[Data entries]
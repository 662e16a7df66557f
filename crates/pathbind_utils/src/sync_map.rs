use core::any::TypeId;
use core::fmt;
use std::sync::{PoisonError, RwLock};

use crate::TypeIdMap;

/// A [`TypeIdMap`] behind a [`RwLock`], for caches that are read far more
/// often than they are written.
///
/// Values are handed out by clone, so `V` is usually an `Arc` or a small
/// `Copy` handle. Lock poisoning is ignored: every write is a single insert,
/// so a panicking writer cannot leave a half-updated entry behind.
///
/// # Examples
///
/// ```
/// use core::any::TypeId;
/// use pathbind_utils::SyncTypeIdMap;
///
/// let cache = SyncTypeIdMap::<u32>::new();
/// let a = cache.get_or_insert_with(TypeId::of::<u8>(), || 1);
/// let b = cache.get_or_insert_with(TypeId::of::<u8>(), || 2);
/// assert_eq!((a, b), (1, 1));
/// ```
pub struct SyncTypeIdMap<V> {
    inner: RwLock<TypeIdMap<V>>,
}

impl<V: Clone> SyncTypeIdMap<V> {
    #[inline]
    pub const fn new() -> Self {
        Self {
            inner: RwLock::new(TypeIdMap::new()),
        }
    }

    /// Returns a clone of the cached value.
    pub fn get(&self, type_id: TypeId) -> Option<V> {
        self.inner
            .read()
            .unwrap_or_else(PoisonError::into_inner)
            .get(type_id)
            .cloned()
    }

    /// Returns the cached value, or computes one with `f` and caches it.
    ///
    /// `f` runs without holding the lock, so it may consult this map again.
    /// When several threads race on the same key, each may run `f`, but
    /// only the first insert is kept and every caller receives that value.
    pub fn get_or_insert_with(&self, type_id: TypeId, f: impl FnOnce() -> V) -> V {
        if let Some(value) = self.get(type_id) {
            return value;
        }

        let value = f();

        self.inner
            .write()
            .unwrap_or_else(PoisonError::into_inner)
            .get_or_insert_with(type_id, || value)
            .clone()
    }

    /// Inserts a value unconditionally, returning the replaced one.
    pub fn insert(&self, type_id: TypeId, value: V) -> Option<V> {
        self.inner
            .write()
            .unwrap_or_else(PoisonError::into_inner)
            .insert(type_id, value)
    }

    pub fn remove(&self, type_id: TypeId) -> Option<V> {
        self.inner
            .write()
            .unwrap_or_else(PoisonError::into_inner)
            .remove(type_id)
    }

    pub fn len(&self) -> usize {
        self.inner.read().unwrap_or_else(PoisonError::into_inner).len()
    }
}

impl<V: Clone> Default for SyncTypeIdMap<V> {
    #[inline]
    fn default() -> Self {
        Self::new()
    }
}

impl<V: fmt::Debug> fmt::Debug for SyncTypeIdMap<V> {
    fn fmt(&self, f: &mut fmt::Formatter<'_>) -> fmt::Result {
        let map = self.inner.read().unwrap_or_else(PoisonError::into_inner);
        f.debug_struct("SyncTypeIdMap").field("inner", &*map).finish()
    }
}

// -----------------------------------------------------------------------------
// Tests

#[cfg(test)]
mod tests {
    use super::SyncTypeIdMap;
    use core::any::TypeId;
    use std::sync::Arc;
    use std::sync::atomic::{AtomicUsize, Ordering};

    #[test]
    fn first_writer_wins_across_threads() {
        let cache = Arc::new(SyncTypeIdMap::<usize>::new());
        let calls = Arc::new(AtomicUsize::new(0));

        let handles: Vec<_> = (0..8)
            .map(|n| {
                let cache = Arc::clone(&cache);
                let calls = Arc::clone(&calls);
                std::thread::spawn(move || {
                    cache.get_or_insert_with(TypeId::of::<String>(), || {
                        calls.fetch_add(1, Ordering::Relaxed);
                        n
                    })
                })
            })
            .collect();

        let seen: Vec<usize> = handles.into_iter().map(|h| h.join().unwrap()).collect();
        assert!(seen.iter().all(|v| *v == seen[0]));
        assert!(calls.load(Ordering::Relaxed) >= 1);
        assert_eq!(cache.len(), 1);
    }

    #[test]
    fn reentrant_compute() {
        let cache = SyncTypeIdMap::<u32>::new();
        let v = cache.get_or_insert_with(TypeId::of::<u8>(), || {
            cache.get_or_insert_with(TypeId::of::<u16>(), || 7) + 1
        });
        assert_eq!(v, 8);
        assert_eq!(cache.get(TypeId::of::<u16>()), Some(7));
    }
}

• [EXERCISE DIRECTIONS]:
Write out the records above again, keeping each one identical to the original.

• [RESPONSE TO THIS TASK]:
repository 662e16a7df66557f
filename crates/pathbind_utils/src/sync_map.rs
use core::any::TypeId;
use core::fmt;
use std::sync::{PoisonError, RwLock};

use crate::TypeIdMap;

/// A [`TypeIdMap`] behind a [`RwLock`], for caches that are read far more
/// often than they are written.
///
/// Values are handed out by clone, so `V` is usually an `Arc` or a small
/// `Copy` handle. Lock poisoning is ignored: every write is a single insert,
/// so a panicking writer cannot leave a half-updated entry behind.
///
/// # Examples
///
/// ```
/// use core::any::TypeId;
/// use pathbind_utils::SyncTypeIdMap;
///
/// let cache = SyncTypeIdMap::<u32>::new();
/// let a = cache.get_or_insert_with(TypeId::of::<u8>(), || 1);
/// let b = cache.get_or_insert_with(TypeId::of::<u8>(), || 2);
/// assert_eq!((a, b), (1, 1));
/// ```
pub struct SyncTypeIdMap<V> {
    inner: RwLock<TypeIdMap<V>>,
}

impl<V: Clone> SyncTypeIdMap<V> {
    #[inline]
    pub const fn new() -> Self {
        Self {
            inner: RwLock::new(TypeIdMap::new()),
        }
    }

    /// Returns a clone of the cached value.
    pub fn get(&self, type_id: TypeId) -> Option<V> {
        self.inner
            .read()
            .unwrap_or_else(PoisonError::into_inner)
            .get(type_id)
            .cloned()
    }

    /// Returns the cached value, or computes one with `f` and caches it.
    ///
    /// `f` runs without holding the lock, so it may consult this map again.
    /// When several threads race on the same key, each may run `f`, but
    /// only the first insert is kept and every caller receives that value.
    pub fn get_or_insert_with(&self, type_id: TypeId, f: impl FnOnce() -> V) -> V {
        if let Some(value) = self.get(type_id) {
            return value;
        }

        let value = f();

        self.inner
            .write()
            .unwrap_or_else(PoisonError::into_inner)
            .get_or_insert_with(type_id, || value)
            .clone()
    }

    /// Inserts a value unconditionally, returning the replaced one.
    pub fn insert(&self, type_id: TypeId, value: V) -> Option<V> {
        self.inner
            .write()
            .unwrap_or_else(PoisonError::into_inner)
            .insert(type_id, value)
    }

    pub fn remove(&self, type_id: TypeId) -> Option<V> {
        self.inner
            .write()
            .unwrap_or_else(PoisonError::into_inner)
            .remove(type_id)
    }

    pub fn len(&self) -> usize {
        self.inner.read().unwrap_or_else(PoisonError::into_inner).len()
    }
}

impl<V: Clone> Default for SyncTypeIdMap<V> {
    #[inline]
    fn default() -> Self {
        Self::new()
    }
}

impl<V: fmt::Debug> fmt::Debug for SyncTypeIdMap<V> {
    fn fmt(&self, f: &mut fmt::Formatter<'_>) -> fmt::Result {
        let map = self.inner.read().unwrap_or_else(PoisonError::into_inner);
        f.debug_struct("SyncTypeIdMap").field("inner", &*map).finish()
    }
}

// -----------------------------------------------------------------------------
// Tests

#[cfg(test)]
mod tests {
    use super::SyncTypeIdMap;
    use core::any::TypeId;
    use std::sync::Arc;
    use std::sync::atomic::{AtomicUsize, Ordering};

    #[test]
    fn first_writer_wins_across_threads() {
        let cache = Arc::new(SyncTypeIdMap::<usize>::new());
        let calls = Arc::new(AtomicUsize::new(0));

        let handles: Vec<_> = (0..8)
            .map(|n| {
                let cache = Arc::clone(&cache);
                let calls = Arc::clone(&calls);
                std::thread::spawn(move || {
                    cache.get_or_insert_with(TypeId::of::<String>(), || {
                        calls.fetch_add(1, Ordering::Relaxed);
                        n
                    })
                })
            })
            .collect();

        let seen: Vec<usize> = handles.into_iter().map(|h| h.join().unwrap()).collect();
        assert!(seen.iter().all(|v| *v == seen[0]));
        assert!(calls.load(Ordering::Relaxed) >= 1);
        assert_eq!(cache.len(), 1);
    }

    #[test]
    fn reentrant_compute() {
        let cache = SyncTypeIdMap::<u32>::new();
        let v = cache.get_or_insert_with(TypeId::of::<u8>(), || {
            cache.get_or_insert_with(TypeId::of::<u16>(), || 7) + 1
        });
        assert_eq!(v, 8);
        assert_eq!(cache.get(TypeId::of::<u16>()), Some(7));
    }
}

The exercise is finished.